What banks are actually looking at
Before the card recommendations, the underwriting filter. UAE issuers at this salary level typically check three things in roughly this order:
- AECB score and report. A score above 620 with no active overdues is the soft floor. Active credit cards count as ongoing exposure, so applying for a second card before your first one has six months of history is a common rejection trigger.
- Salary stability. Most banks want to see three months of salary credits in the same account before they approve. Banks that house the salary account itself tend to be more flexible, which is why ENBD, FAB, and ADCB approve a lot of their own existing customers ahead of cross-bank applicants.
- Visa and residency status. Visa expiry less than six months away is a quiet rejection reason on a lot of applications.
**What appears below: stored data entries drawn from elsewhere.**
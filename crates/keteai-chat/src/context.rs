use chrono::{Datelike, Local, NaiveDateTime};

const WEEKDAYS: [&str; 7] = [
    "lundi", "mardi", "mercredi", "jeudi", "vendredi", "samedi", "dimanche",
];

const MONTHS: [&str; 12] = [
    "janvier", "février", "mars", "avril", "mai", "juin",
    "juillet", "août", "septembre", "octobre", "novembre", "décembre",
];

const RULE_WIDTH: usize = 40;

/// Render the date/time preamble for a given instant.
///
/// The result ends with a blank line so the user's text can be appended
/// directly.
pub fn format_context_banner(at: &NaiveDateTime) -> String {
    let weekday = WEEKDAYS[at.weekday().num_days_from_monday() as usize];
    let month = MONTHS[at.month0() as usize];

    format!(
        "INFORMATION SYSTÈME (à utiliser OBLIGATOIREMENT):\n\
         📅 Aujourd'hui: {} {} {} {}\n\
         🕐 Heure actuelle: {}\n\
         {}\n\n",
        weekday,
        at.day(),
        month,
        at.year(),
        at.format("%H:%M:%S"),
        "━".repeat(RULE_WIDTH),
    )
}

/// Banner for the current local wall-clock time
pub fn context_banner_now() -> String {
    format_context_banner(&Local::now().naive_local())
}

/// Outgoing payload: banner first, then the raw user input
pub fn compose_message(input: &str, at: &NaiveDateTime) -> String {
    let mut message = format_context_banner(at);
    message.push_str(input);
    message
}
use async_trait::async_trait;
use keteai_types::Turn;

use crate::error::LlmError;

pub mod fallback;
pub mod gemini;

/// LLM client trait - the boundary between the chat session and the remote model
#[async_trait]
pub trait LlmClient: Send + Sync {
    /// Ask for a reply to `message`, given every turn exchanged so far.
    ///
    /// Implementations must not keep their own copy of the history; the
    /// caller owns it and decides what gets recorded.
    async fn generate(&self, history: &[Turn], message: &str) -> Result<String, LlmError>;

    /// Model identifier, used for display and logging
    fn model_name(&self) -> &str;
}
If your visa is up for renewal, get the renewal done first.
A 5,000 AED salary with a clean AECB and a fresh visa is generally enough to get a free entry-level card. The same salary with one missed Tabby payment in the last twelve months will struggle.
The four cards that approve most often at this salary
RAKBANK Red Mastercard. Free for life, no annual fee, no salary transfer required, and an approval profile that historically opens at AED 5,000 salary. The cashback is modest, around 1% on most categories with a small uplift on supermarkets, but for a first card the priority is to get one approved that does not cost you anything to hold.
Wio One. Wio's offering for new joiners has become a sub favourite because the entire onboarding is in-app and the card is genuinely free. The cashback is a flat 1% with no minimum and no salary requirement at the entry tier. Approval is faster than any of the traditional banks.
ADCB entry-tier cashback cards. ADCB has several free cashback products that sit below the 365. Approval is easier than the 365 line and the rates are reasonable for a first card. Worth applying for if you already bank with ADCB.
FAB Cashback. Slightly higher salary threshold than the others, but if you sit at AED 7,000 and above, the cashback rates beat the free-card alternatives. Worth waiting one or two months of salary history before applying.
What to avoid in your first six months
A few habits that quietly damage your AECB and your chances at the next, better card:
- Applying for multiple cards in a short window. Each hard inquiry shows up on AECB. Two or three pulls in a month look bad even if they all approve.
- Maxing the utilisation rate. Even if you pay in full, holding a balance above 70% of your limit at statement-cut time depresses your AECB score. Pay an interim balance before the statement closes.
- Treating buy-now-pay-later platforms as if they don't count. Tabby and Postpay are reported on AECB. Late payments there will rejection-block you from cards.
The patient route to a better card
If your application history is currently messy, the highest-leverage move is to spend six months doing nothing but using one free card cleanly. Pay in full, never go above 30% utilisation at statement-cut time, never miss a Tabby instalment. Six months of that shifts the AECB score and unlocks the next tier of cards — typically the ones with 3% to 5% cashback on selected categories.
The frustration in the recent threads about repeated rejections is real, but most of those rejections come from one of two issues: a thin file that does not yet show enough history, or a recent credit event that is suppressing the score. Both are fixable by waiting and using one card cleanly for one statement cycle at a time.
What to do next
Pull your AECB report from the AECB app — it is free for personal access once a year. Read it. If there is nothing flagged and your salary has been credited for three months, apply for one of the four cards above. If there is anything flagged, fix that first and then apply. Do not apply for three at once.